NFC’s Lahan office has targeted procuring 50,000 quintals of paddy this fiscal year and sell 35,000 quintals of rice. As of mid-March, the office had procured 33,000 quintals of paddy.
NFC has increased the price of paddy twice this year. According to Thakur, NFC has been buying sona munsuli at Rs2,200 per quintal, jira masino at Rs3,200 per quintal and basmati rice at Rs3,250 per quintal.
The District Agriculture Development Office Siraha said that paddy output in the district was recorded at 200,000 tonnes this fiscal year.
Siraha saw record harvests this year after several years of shrinking output due to timely monsoon rains, adequate supplies of chemical fertilisers and use of improved seeds.

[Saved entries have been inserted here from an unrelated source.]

use anyhow::{Context, Result};
use dotenvy::dotenv;
use std::env;
use std::time::Duration;

/// Application configuration loaded from environment variables
#[derive(Debug, Clone)]
pub struct Config {
    pub database_url: String,
    pub telegram_bot_token: Option<String>,
    /// How often each running session re-checks its targets
    pub fetch_interval: Duration,
}

impl Config {
    /// Load configuration from environment variables
    pub fn from_env() -> Result<Self> {
        // Load .env file if present (development)
        let _ = dotenv();

        let fetch_interval_secs: u64 = env::var("FETCH_INTERVAL_SECS")
            .unwrap_or_else(|_| "60".to_string())
            .parse()
            .context("FETCH_INTERVAL_SECS must be a valid number of seconds")?;

        Ok(Self {
            database_url: env::var("DATABASE_URL")
                .unwrap_or_else(|_| "sqlite://watcher.db".to_string()),
            telegram_bot_token: env::var("TELEGRAM_BOT_TOKEN").ok(),
            fetch_interval: Duration::from_secs(fetch_interval_secs),
        })
    }
}

#[cfg(test)]
mod tests {
    use super::*;

    #[test]
    fn default_fetch_interval_is_a_minute() {
        // Only assert on the default path; env vars are process-global
        // so we avoid mutating them in tests.
        if env::var("FETCH_INTERVAL_SECS").is_err() {
            let config = Config::from_env().unwrap();
            assert_eq!(config.fetch_interval, Duration::from_secs(60));
        }
    }
}
//! Watcher - the command surface consumed by the dispatch layer.
//!
//! Each operation mutates the in-memory session first, then mirrors the
//! change into the store best-effort: a persistence failure is logged
//! but never fails the caller-facing operation, because the in-memory
//! state stays authoritative for the running process.

use std::future::Future;
use std::time::Duration;

use anyhow::Result;
use chrono::{DateTime, Utc};
use serde::Serialize;
use tracing::{info, warn};

use super::errors::WatchError;
use super::models::Target;
use super::registry::SessionRegistry;
use super::scheduler::FetchScheduler;
use crate::kernel::WatcherDeps;

/// Per-target slice of a status report.
#[derive(Debug, Clone, Serialize)]
pub struct TargetStatus {
    pub name: String,
    pub url: String,
    pub seen_count: usize,
    pub last_checked_at: Option<DateTime<Utc>>,
    pub last_error: Option<String>,
}

/// Status report for one session.
#[derive(Debug, Clone, Serialize)]
pub struct SessionStatus {
    pub running: bool,
    pub targets: Vec<TargetStatus>,
    pub filters: Vec<String>,
}

/// Result of a successful `remove_target`.
#[derive(Debug, Clone, Serialize)]
pub struct RemoveOutcome {
    pub name: String,
    /// True when removing the last target also stopped the fetch job.
    pub job_stopped: bool,
}

pub struct Watcher {
    registry: SessionRegistry,
    scheduler: FetchScheduler,
    deps: WatcherDeps,
}

impl Watcher {
    pub fn new(deps: WatcherDeps, fetch_interval: Duration) -> Self {
        Self {
            registry: SessionRegistry::new(),
            scheduler: FetchScheduler::new(deps.clone(), fetch_interval),
            deps,
        }
    }

    pub fn registry(&self) -> &SessionRegistry {
        &self.registry
    }

    pub fn scheduler(&self) -> &FetchScheduler {
        &self.scheduler
    }

    /// Register the chat. Returns true when the session was just
    /// created, false when it was already registered.
    pub fn register_session(&self, chat_id: i64) -> bool {
        let (_, created) = self.registry.get_or_create(chat_id);
        if created {
            info!(chat_id, "registered new chat session");
        }
        created
    }

    /// Add a monitored link. Validates the url before touching state.
    pub async fn add_target(&self, chat_id: i64, name: &str, url: &str) -> Result<(), WatchError> {
        let target = Target::new(name, url)?;
        let (session, _) = self.registry.get_or_create(chat_id);

        session.state().lock().await.add_target(target)?;
        info!(chat_id, name, url, "target added");

        self.persist(chat_id, "save target", self.deps.store.save_target(chat_id, name, url))
            .await;
        Ok(())
    }

    /// Remove a monitored link by name. When the last target goes away
    /// the fetch job is stopped too, so idle sessions don't keep
    /// polling nothing.
    pub async fn remove_target(&self, chat_id: i64, name: &str) -> Result<RemoveOutcome, WatchError> {
        let (session, _) = self.registry.get_or_create(chat_id);

        let now_empty = {
            let mut state = session.state().lock().await;
            state.remove_target(name)?;
            state.targets().is_empty()
        };

        let job_stopped = now_empty && self.scheduler.stop(&session);
        info!(chat_id, name, job_stopped, "target removed");

        self.persist(chat_id, "delete target", self.deps.store.delete_target(chat_id, name))
            .await;

        Ok(RemoveOutcome {
            name: name.to_string(),
            job_stopped,
        })
    }

    /// Remove all targets, stopping the fetch job first. Returns the
    /// removed (name, url) pairs for reporting.
    pub async fn clear_targets(&self, chat_id: i64) -> Vec<(String, String)> {
        let (session, _) = self.registry.get_or_create(chat_id);
        self.scheduler.stop(&session);

        let removed: Vec<(String, String)> = session
            .state()
            .lock()
            .await
            .clear_targets()
            .iter()
            .map(|t| (t.name().to_string(), t.url().to_string()))
            .collect();
        info!(chat_id, removed = removed.len(), "targets cleared");

        self.persist(chat_id, "clear targets", self.deps.store.clear_targets(chat_id))
            .await;
        removed
    }

    /// Append filters (duplicates allowed, inert). Returns the full
    /// filter list afterwards for reporting.
    pub async fn add_filters(&self, chat_id: i64, filters: &[String]) -> Vec<String> {
        let (session, _) = self.registry.get_or_create(chat_id);

        let current = {
            let mut state = session.state().lock().await;
            for filter in filters {
                state.add_filter(filter.clone());
            }
            state.filters().as_slice().to_vec()
        };

        for filter in filters {
            self.persist(chat_id, "save filter", self.deps.store.save_filter(chat_id, filter))
                .await;
        }
        current
    }

    pub async fn clear_filters(&self, chat_id: i64) {
        let (session, _) = self.registry.get_or_create(chat_id);
        session.state().lock().await.clear_filters();
        info!(chat_id, "filters cleared");

        self.persist(chat_id, "clear filters", self.deps.store.clear_filters(chat_id))
            .await;
    }

    pub async fn list_filters(&self, chat_id: i64) -> Vec<String> {
        let (session, _) = self.registry.get_or_create(chat_id);
        let state = session.state().lock().await;
        state.filters().as_slice().to_vec()
    }

    /// Start the periodic fetch job. Returns false when it was already
    /// running (idempotent).
    pub fn start_job(&self, chat_id: i64) -> bool {
        let (session, _) = self.registry.get_or_create(chat_id);
        self.scheduler.start(&session)
    }

    /// Stop the fetch job. Returns false when it was not running, so
    /// the caller can warn the user; the stop happens regardless.
    pub fn stop_job(&self, chat_id: i64) -> bool {
        let (session, _) = self.registry.get_or_create(chat_id);
        self.scheduler.stop(&session)
    }

    pub async fn status(&self, chat_id: i64) -> SessionStatus {
        let (session, _) = self.registry.get_or_create(chat_id);
        let running = self.scheduler.is_running(&session);

        let state = session.state().lock().await;
        SessionStatus {
            running,
            targets: state
                .targets()
                .iter()
                .map(|t| TargetStatus {
                    name: t.name().to_string(),
                    url: t.url().to_string(),
                    seen_count: t.seen_count(),
                    last_checked_at: t.last_checked_at(),
                    last_error: t.last_error().map(str::to_string),
                })
                .collect(),
            filters: state.filters().as_slice().to_vec(),
        }
    }

    /// Rebuild every persisted session's targets and filters after a
    /// restart. Jobs are not restarted; the user starts them
    /// explicitly. Invalid persisted rows are logged and skipped.
    pub async fn rehydrate(&self) -> Result<()> {
        for chat_id in self.deps.store.chat_ids().await? {
            let (session, _) = self.registry.get_or_create(chat_id);
            let mut state = session.state().lock().await;

            for (name, url) in self.deps.store.list_targets(chat_id).await? {
                let target = match Target::new(&name, &url) {
                    Ok(target) => target,
                    Err(e) => {
                        warn!(chat_id, name = %name, url = %url, error = %e, "skipping invalid persisted target");
                        continue;
                    }
                };
                if let Err(e) = state.add_target(target) {
                    warn!(chat_id, name = %name, error = %e, "skipping duplicate persisted target");
                }
            }

            for filter in self.deps.store.list_filters(chat_id).await? {
                state.add_filter(filter);
            }

            info!(
                chat_id,
                targets = state.targets().len(),
                filters = state.filters().as_slice().len(),
                "session rehydrated"
            );
        }
        Ok(())
    }

    /// Run the session for `chat_id` through one tick immediately,
    /// outside the periodic schedule. Used by tests and by callers that
    /// want a "check now" operation.
    pub async fn tick_now(&self, chat_id: i64) {
        let (session, _) = self.registry.get_or_create(chat_id);
        super::tick::run_tick(&session, &self.deps).await;
    }

    fn persist<'a, F>(
        &'a self,
        chat_id: i64,
        operation: &'a str,
        write: F,
    ) -> impl Future<Output = ()> + 'a
    where
        F: Future<Output = Result<()>> + 'a,
    {
        async move {
            if let Err(e) = write.await {
                // Best-effort: in-memory state already changed and stays
                // authoritative for this process lifetime.
                warn!(chat_id, operation, error = %e, "persistence write failed");
            }
        }
    }
}
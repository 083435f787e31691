use std::collections::HashSet;

use chrono::{DateTime, Utc};
use serde::{Deserialize, Serialize};
use url::Url;

use super::errors::WatchError;

/// Listing - one classified ad as returned by the fetcher.
///
/// `id` is the stable identifier deduplication keys on; `title` is what
/// filters match against.
#[derive(Debug, Clone, PartialEq, Eq, Serialize, Deserialize)]
pub struct Listing {
    pub id: String,
    pub title: String,
    pub link: String,
}

impl Listing {
    pub fn new(id: impl Into<String>, title: impl Into<String>, link: impl Into<String>) -> Self {
        Self {
            id: id.into(),
            title: title.into(),
            link: link.into(),
        }
    }

    /// Notification text for this listing.
    pub fn render(&self) -> String {
        format!("{}\n{}", self.title, self.link)
    }
}

/// Target - one monitored search link plus its seen-item bookkeeping.
///
/// The constructor validates the url; an invalid link never produces a
/// `Target`. `seen` grows monotonically: every fetched id is absorbed,
/// so a listing that disappears and reappears is not re-notified.
#[derive(Debug, Clone)]
pub struct Target {
    name: String,
    url: String,
    seen: HashSet<String>,
    primed: bool,
    last_checked_at: Option<DateTime<Utc>>,
    last_error: Option<String>,
}

impl Target {
    /// Create a target, validating the url (http/https with a host).
    pub fn new(name: impl Into<String>, url: &str) -> Result<Self, WatchError> {
        let parsed =
            Url::parse(url).map_err(|e| WatchError::InvalidTarget(format!("{url} ({e})")))?;

        if !matches!(parsed.scheme(), "http" | "https") || parsed.host_str().is_none() {
            return Err(WatchError::InvalidTarget(format!(
                "{url} (expected an http(s) link)"
            )));
        }

        Ok(Self {
            name: name.into(),
            url: url.to_string(),
            seen: HashSet::new(),
            primed: false,
            last_checked_at: None,
            last_error: None,
        })
    }

    pub fn name(&self) -> &str {
        &self.name
    }

    pub fn url(&self) -> &str {
        &self.url
    }

    /// Number of item ids this target has observed so far.
    pub fn seen_count(&self) -> usize {
        self.seen.len()
    }

    /// Whether the target has completed its first scan.
    pub fn is_primed(&self) -> bool {
        self.primed
    }

    pub fn last_checked_at(&self) -> Option<DateTime<Utc>> {
        self.last_checked_at
    }

    /// Error message from the most recent failed fetch, cleared by the
    /// next successful one.
    pub fn last_error(&self) -> Option<&str> {
        self.last_error.as_deref()
    }

    pub fn record_success(&mut self) {
        self.last_checked_at = Some(Utc::now());
        self.last_error = None;
    }

    pub fn record_failure(&mut self, error: String) {
        self.last_checked_at = Some(Utc::now());
        self.last_error = Some(error);
    }

    /// Fold a fetched item set into `seen` and return the listings that
    /// were not seen before, in fetch order.
    ///
    /// The first scan seeds `seen` and returns nothing: the initial
    /// item set is pre-existing inventory, not news. Ids duplicated
    /// within one fetch are reported once.
    pub fn absorb(&mut self, listings: Vec<Listing>) -> Vec<Listing> {
        let first_scan = !self.primed;
        self.primed = true;

        let mut fresh = Vec::new();
        for listing in listings {
            if self.seen.insert(listing.id.clone()) && !first_scan {
                fresh.push(listing);
            }
        }
        fresh
    }
}

/// FilterSet - substrings that suppress notifications.
///
/// Matching is case-insensitive. Insertion order is kept for display;
/// duplicates are allowed but have no additional effect. An empty set
/// matches nothing, so every listing passes through.
#[derive(Debug, Clone, Default)]
pub struct FilterSet {
    filters: Vec<String>,
}

impl FilterSet {
    pub fn new() -> Self {
        Self::default()
    }

    pub fn add(&mut self, filter: impl Into<String>) {
        self.filters.push(filter.into());
    }

    pub fn clear(&mut self) {
        self.filters.clear();
    }

    pub fn is_empty(&self) -> bool {
        self.filters.is_empty()
    }

    pub fn as_slice(&self) -> &[String] {
        &self.filters
    }

    /// True if any filter occurs in `text` (case-insensitive).
    pub fn matches(&self, text: &str) -> bool {
        let haystack = text.to_lowercase();
        self.filters
            .iter()
            .any(|filter| haystack.contains(&filter.to_lowercase()))
    }
}
use thiserror::Error;

/// Caller-facing errors for session mutations.
///
/// Every message is written to be relayed directly to the end user by
/// the command layer. Runtime failures inside a tick (fetch, notify,
/// persistence) are logged and isolated instead of surfacing here.
#[derive(Error, Debug)]
pub enum WatchError {
    #[error("that link is not valid: {0}")]
    InvalidTarget(String),

    #[error("a target named '{0}' already exists")]
    DuplicateName(String),

    #[error("no target named '{0}' is registered")]
    TargetNotFound(String),
}
//! FetchScheduler - one cancellable periodic job per session.
//!
//! `start` spawns a task that runs a tick immediately and then every
//! `period`. Ticks for one session are strictly sequential: the loop
//! awaits each tick before selecting again, and `MissedTickBehavior::
//! Delay` pushes the schedule back instead of bursting when a tick
//! overruns the interval. Sessions run their jobs independently.
//!
//! `stop` cancels the token and empties the job slot, so `is_running`
//! flips to false immediately; an in-flight tick is allowed to finish
//! but no further tick is scheduled.

use std::sync::Arc;
use std::time::Duration;

use tokio::task::JoinHandle;
use tokio::time::MissedTickBehavior;
use tokio_util::sync::CancellationToken;
use tracing::{debug, info};

use super::session::Session;
use super::tick::run_tick;
use crate::kernel::WatcherDeps;

/// Handle to a running per-session fetch loop.
pub struct FetchJob {
    cancel: CancellationToken,
    #[allow(dead_code)]
    handle: JoinHandle<()>,
}

#[derive(Clone)]
pub struct FetchScheduler {
    deps: WatcherDeps,
    period: Duration,
}

impl FetchScheduler {
    pub fn new(deps: WatcherDeps, period: Duration) -> Self {
        Self { deps, period }
    }

    /// Start the periodic job for `session`. Idempotent: returns false
    /// without side effects if the job is already running.
    pub fn start(&self, session: &Arc<Session>) -> bool {
        let mut slot = session.job_slot().lock().unwrap_or_else(|e| e.into_inner());
        if slot.is_some() {
            return false;
        }

        let cancel = CancellationToken::new();
        let handle = tokio::spawn(run_loop(
            Arc::clone(session),
            self.deps.clone(),
            self.period,
            cancel.clone(),
        ));
        *slot = Some(FetchJob { cancel, handle });

        info!(chat_id = session.chat_id(), "fetch job started");
        true
    }

    /// Stop the periodic job. Returns false if it was not running; the
    /// stop is performed (or a no-op) either way.
    pub fn stop(&self, session: &Session) -> bool {
        let taken = session
            .job_slot()
            .lock()
            .unwrap_or_else(|e| e.into_inner())
            .take();

        match taken {
            Some(job) => {
                job.cancel.cancel();
                info!(chat_id = session.chat_id(), "fetch job stopped");
                true
            }
            None => false,
        }
    }

    pub fn is_running(&self, session: &Session) -> bool {
        session
            .job_slot()
            .lock()
            .unwrap_or_else(|e| e.into_inner())
            .is_some()
    }
}

async fn run_loop(
    session: Arc<Session>,
    deps: WatcherDeps,
    period: Duration,
    cancel: CancellationToken,
) {
    let mut interval = tokio::time::interval(period);
    interval.set_missed_tick_behavior(MissedTickBehavior::Delay);

    loop {
        tokio::select! {
            // Biased: a pending cancel wins over a tick that came due
            // while the previous one was still running.
            biased;
            _ = cancel.cancelled() => break,
            // The first tick completes immediately, seeding fresh
            // targets without waiting a full period.
            _ = interval.tick() => run_tick(&session, &deps).await,
        }
    }

    debug!(chat_id = session.chat_id(), "fetch loop exited");
}
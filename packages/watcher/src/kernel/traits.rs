// Trait definitions for dependency injection
//
// These are INFRASTRUCTURE traits only - no business logic.
// Business logic (diffing, filtering, scheduling) lives in the watch
// domain and uses these traits through `WatcherDeps`.
//
// Naming convention: Base* for trait names (e.g., BaseFetcher)

use anyhow::Result;
use async_trait::async_trait;

use crate::domains::watch::models::Listing;

// =============================================================================
// Fetcher Trait (Infrastructure - current item set for a target)
// =============================================================================

/// Produces the current item set for a monitored search link.
///
/// Implementations own the scraping/parsing of the target page; the
/// core only relies on stable listing ids and fetch-result order.
#[async_trait]
pub trait BaseFetcher: Send + Sync {
    /// Fetch the listings currently visible at `url`.
    async fn fetch_listings(&self, url: &str) -> Result<Vec<Listing>>;
}

// =============================================================================
// Notifier Trait (Infrastructure - outbound chat messages)
// =============================================================================

/// Delivers a text message to a chat. Failures are non-fatal to the
/// caller; the core logs them and never retries.
#[async_trait]
pub trait BaseNotifier: Send + Sync {
    async fn send(&self, chat_id: i64, text: &str) -> Result<()>;
}

// =============================================================================
// Store Trait (Infrastructure - durable target/filter lists)
// =============================================================================

/// Durable store for each chat's targets and filters.
///
/// All rows are keyed by `chat_id` so that multi-session state survives
/// a restart without being misattributed. Writes are best-effort side
/// effects of in-memory mutations: a store failure is logged but never
/// blocks the in-memory change.
#[async_trait]
pub trait BaseStore: Send + Sync {
    async fn save_target(&self, chat_id: i64, name: &str, url: &str) -> Result<()>;
    async fn delete_target(&self, chat_id: i64, name: &str) -> Result<()>;
    async fn clear_targets(&self, chat_id: i64) -> Result<()>;
    async fn list_targets(&self, chat_id: i64) -> Result<Vec<(String, String)>>;

    async fn save_filter(&self, chat_id: i64, filter: &str) -> Result<()>;
    async fn clear_filters(&self, chat_id: i64) -> Result<()>;
    async fn list_filters(&self, chat_id: i64) -> Result<Vec<String>>;

    /// All chat ids with any persisted state, for restart rehydration.
    async fn chat_ids(&self) -> Result<Vec<i64>>;
}
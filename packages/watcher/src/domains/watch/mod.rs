// Watch domain - sessions, targets, filters, and the fetch job
//
// The aggregate root is `Session` (one per chat), looked up through
// `SessionRegistry`. `FetchScheduler` owns the periodic job per
// session; `tick` implements the fetch → diff → filter → notify cycle.
// `Watcher` is the command surface consumed by the dispatch layer.

pub mod actions;
pub mod errors;
pub mod models;
pub mod registry;
pub mod scheduler;
pub mod session;
pub mod tick;

pub use actions::{RemoveOutcome, SessionStatus, TargetStatus, Watcher};
pub use errors::WatchError;
pub use models::{FilterSet, Listing, Target};
pub use registry::SessionRegistry;
pub use scheduler::FetchScheduler;
pub use session::{Session, SessionState};
pub use tick::run_tick;
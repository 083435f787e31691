// Classified-Ad Watch Core
//
// This crate provides the scheduling and deduplication engine behind a
// chat-driven classified-ad watcher: per-chat sessions own a set of
// monitored search links, a periodic fetch job diffs each link against
// the item ids it has already seen, and only unseen items that survive
// the session's filters are pushed back to the chat.
//
// Command parsing, HTML scraping, and message delivery live behind the
// traits in `kernel::traits` and are supplied by the embedding
// application.

pub mod config;
pub mod domains;
pub mod kernel;

pub use config::*;
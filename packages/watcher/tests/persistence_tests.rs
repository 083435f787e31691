//! Round-trip and best-effort persistence tests: in-memory store via
//! the command surface, SQLite store against the trait contract.

mod common;

use common::{harness, restarted};
use watcher_core::kernel::{BaseStore, SqliteStore};

const CHAT: i64 = 5001;
const OTHER_CHAT: i64 = 5002;
const URL_A: &str = "https://www.kleinanzeigen.de/s-couch/k0";
const URL_B: &str = "https://www.kleinanzeigen.de/s-lamp/k0";

#[tokio::test]
async fn rehydration_restores_targets_and_filters_per_chat() {
    let h = harness();
    h.watcher.add_target(CHAT, "couch", URL_A).await.unwrap();
    h.watcher.add_target(CHAT, "lamp", URL_B).await.unwrap();
    h.watcher.add_filters(CHAT, &["spam".to_string()]).await;
    h.watcher.add_target(OTHER_CHAT, "couch", URL_A).await.unwrap();

    let restarted = restarted(h.store.clone());
    restarted.watcher.rehydrate().await.unwrap();

    let status = restarted.watcher.status(CHAT).await;
    let mut pairs: Vec<(String, String)> = status
        .targets
        .iter()
        .map(|t| (t.name.clone(), t.url.clone()))
        .collect();
    pairs.sort();
    assert_eq!(
        pairs,
        vec![
            ("couch".to_string(), URL_A.to_string()),
            ("lamp".to_string(), URL_B.to_string()),
        ]
    );
    assert_eq!(status.filters, vec!["spam".to_string()]);
    // Jobs are not auto-restarted.
    assert!(!status.running);

    let other = restarted.watcher.status(OTHER_CHAT).await;
    assert_eq!(other.targets.len(), 1);
    assert!(other.filters.is_empty());
}

#[tokio::test]
async fn removals_and_clears_reach_the_store() {
    let h = harness();
    h.watcher.add_target(CHAT, "couch", URL_A).await.unwrap();
    h.watcher.add_target(CHAT, "lamp", URL_B).await.unwrap();
    h.watcher.remove_target(CHAT, "couch").await.unwrap();

    h.watcher.add_filters(CHAT, &["spam".to_string()]).await;
    h.watcher.clear_filters(CHAT).await;

    let restarted = restarted(h.store.clone());
    restarted.watcher.rehydrate().await.unwrap();

    let status = restarted.watcher.status(CHAT).await;
    assert_eq!(status.targets.len(), 1);
    assert_eq!(status.targets[0].name, "lamp");
    assert!(status.filters.is_empty());
}

#[tokio::test]
async fn store_failure_does_not_fail_the_operation() {
    let h = harness();
    h.store.set_should_fail(true);

    // The in-memory mutation still takes effect and the caller sees
    // success; only durability is lost.
    h.watcher.add_target(CHAT, "couch", URL_A).await.unwrap();
    let status = h.watcher.status(CHAT).await;
    assert_eq!(status.targets.len(), 1);

    h.store.set_should_fail(false);
    let restarted = restarted(h.store.clone());
    restarted.watcher.rehydrate().await.unwrap();
    assert!(restarted.watcher.status(CHAT).await.targets.is_empty());
}

#[tokio::test]
async fn sqlite_store_round_trips_targets_and_filters() {
    let store = SqliteStore::connect("sqlite::memory:").await.unwrap();

    store.save_target(CHAT, "couch", URL_A).await.unwrap();
    store.save_target(CHAT, "lamp", URL_B).await.unwrap();
    store.save_target(OTHER_CHAT, "couch", URL_A).await.unwrap();
    store.save_filter(CHAT, "spam").await.unwrap();

    assert_eq!(
        store.list_targets(CHAT).await.unwrap(),
        vec![
            ("couch".to_string(), URL_A.to_string()),
            ("lamp".to_string(), URL_B.to_string()),
        ]
    );
    assert_eq!(store.list_filters(CHAT).await.unwrap(), vec!["spam".to_string()]);
    assert!(store.list_filters(OTHER_CHAT).await.unwrap().is_empty());

    let mut chats = store.chat_ids().await.unwrap();
    chats.sort();
    assert_eq!(chats, vec![CHAT, OTHER_CHAT]);
}

#[tokio::test]
async fn sqlite_store_replaces_on_same_name_and_deletes_cleanly() {
    let store = SqliteStore::connect("sqlite::memory:").await.unwrap();

    store.save_target(CHAT, "couch", URL_A).await.unwrap();
    store.save_target(CHAT, "couch", URL_B).await.unwrap();
    assert_eq!(
        store.list_targets(CHAT).await.unwrap(),
        vec![("couch".to_string(), URL_B.to_string())]
    );

    store.save_filter(CHAT, "spam").await.unwrap();
    store.save_filter(CHAT, "spam").await.unwrap();
    assert_eq!(store.list_filters(CHAT).await.unwrap().len(), 1);

    store.delete_target(CHAT, "couch").await.unwrap();
    assert!(store.list_targets(CHAT).await.unwrap().is_empty());

    store.save_target(CHAT, "a", URL_A).await.unwrap();
    store.save_target(CHAT, "b", URL_B).await.unwrap();
    store.clear_targets(CHAT).await.unwrap();
    store.clear_filters(CHAT).await.unwrap();
    assert!(store.list_targets(CHAT).await.unwrap().is_empty());
    assert!(store.list_filters(CHAT).await.unwrap().is_empty());
}
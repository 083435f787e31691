//! Telegram Bot API implementation of `BaseNotifier`.
//!
//! Thin wrapper over the `sendMessage` endpoint. The core treats
//! delivery failures as non-fatal and does not retry, so this adapter
//! only needs to surface a useful error message.

use anyhow::{bail, Result};
use async_trait::async_trait;
use reqwest::Client;
use serde::{Deserialize, Serialize};

use super::traits::BaseNotifier;

pub struct TelegramNotifier {
    client: Client,
    base_url: String,
}

impl TelegramNotifier {
    pub fn new(bot_token: &str) -> Self {
        Self {
            client: Client::new(),
            base_url: format!("https://api.telegram.org/bot{bot_token}"),
        }
    }
}

#[derive(Serialize)]
struct SendMessageRequest<'a> {
    chat_id: i64,
    text: &'a str,
    disable_web_page_preview: bool,
}

#[derive(Deserialize)]
struct TelegramResponse {
    ok: bool,
    description: Option<String>,
}

#[async_trait]
impl BaseNotifier for TelegramNotifier {
    async fn send(&self, chat_id: i64, text: &str) -> Result<()> {
        let url = format!("{}/sendMessage", self.base_url);
        let body = SendMessageRequest {
            chat_id,
            text,
            disable_web_page_preview: true,
        };

        let response = self
            .client
            .post(url)
            .json(&body)
            .send()
            .await?
            .error_for_status()?;

        let payload: TelegramResponse = response.json().await?;
        if !payload.ok {
            let description = payload
                .description
                .unwrap_or_else(|| "telegram sendMessage failed".to_string());
            bail!(description);
        }

        Ok(())
    }
}
// Kernel - infrastructure seams and their concrete adapters
//
// Traits here are INFRASTRUCTURE only - no watch/diff business logic.
// The watch domain consumes them through `WatcherDeps`.

pub mod deps;
pub mod sqlite_store;
pub mod telegram;
pub mod test_dependencies;
pub mod traits;

pub use deps::WatcherDeps;
pub use sqlite_store::SqliteStore;
pub use telegram::TelegramNotifier;
pub use traits::{BaseFetcher, BaseNotifier, BaseStore};
//! Recurring reconnect watchdog.
//!
//! The watchdog runs on its own thread and invokes a check closure once per
//! interval. It has no backoff of its own; the broker client decides how a
//! reconnect request is actually carried out.

use std::{thread, time::Duration};

use crossbeam_channel::{Receiver, Sender, TryRecvError, bounded, select, tick};
use log::warn;

/// Handle to a running watchdog thread.
#[derive(Debug)]
pub struct ReconnectWatchdog {
    stop_tx: Option<Sender<()>>,
    handle: Option<thread::JoinHandle<()>>,
}

impl ReconnectWatchdog {
    /// Spawn a watchdog calling `check` every `interval`.
    pub fn start<F>(interval: Duration, check: F) -> Self
    where
        F: FnMut() + Send + 'static,
    {
        let (stop_tx, stop_rx) = bounded(0);
        let handle = thread::Builder::new()
            .name("femto-mqtt-watchdog".into())
            .spawn(move || watchdog_loop(interval, stop_rx, check));
        let handle = match handle {
            Ok(handle) => Some(handle),
            Err(err) => {
                warn!("FemtoMqttHandler failed to spawn watchdog thread: {err}");
                None
            }
        };
        Self {
            stop_tx: Some(stop_tx),
            handle,
        }
    }

    pub fn is_running(&self) -> bool {
        self.handle.is_some()
    }

    /// Cancel the timer and wait for the thread to exit.
    ///
    /// A check already in progress completes first; none starts afterwards.
    pub fn stop(&mut self) {
        drop(self.stop_tx.take());
        let Some(handle) = self.handle.take() else {
            return;
        };
        if handle.join().is_err() {
            warn!("FemtoMqttHandler: watchdog thread panicked");
        }
    }
}

impl Drop for ReconnectWatchdog {
    fn drop(&mut self) {
        self.stop();
    }
}

fn watchdog_loop<F: FnMut()>(interval: Duration, stop_rx: Receiver<()>, mut check: F) {
    let ticker = tick(interval);
    loop {
        select! {
            recv(stop_rx) -> _ => return,
            recv(ticker) -> _ => {
                // Both channels may be ready at once; stopping wins.
                if !matches!(stop_rx.try_recv(), Err(TryRecvError::Empty)) {
                    return;
                }
                check();
            }
        }
    }
}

The country’s paddy production has been projected to jump 21.66 percent to 5.23 million tonnes this fiscal year, after two consecutive years of falling harvests triggered by drought. In the last fiscal year, a crippling drought hit paddy production severely, dragging it down by 10.22 percent to 4.29 million tonnes.
Based on the average price of Rs21.45 per kg set by the government, this year’s output is valued at Rs113 billion, excluding the value of straw and husk.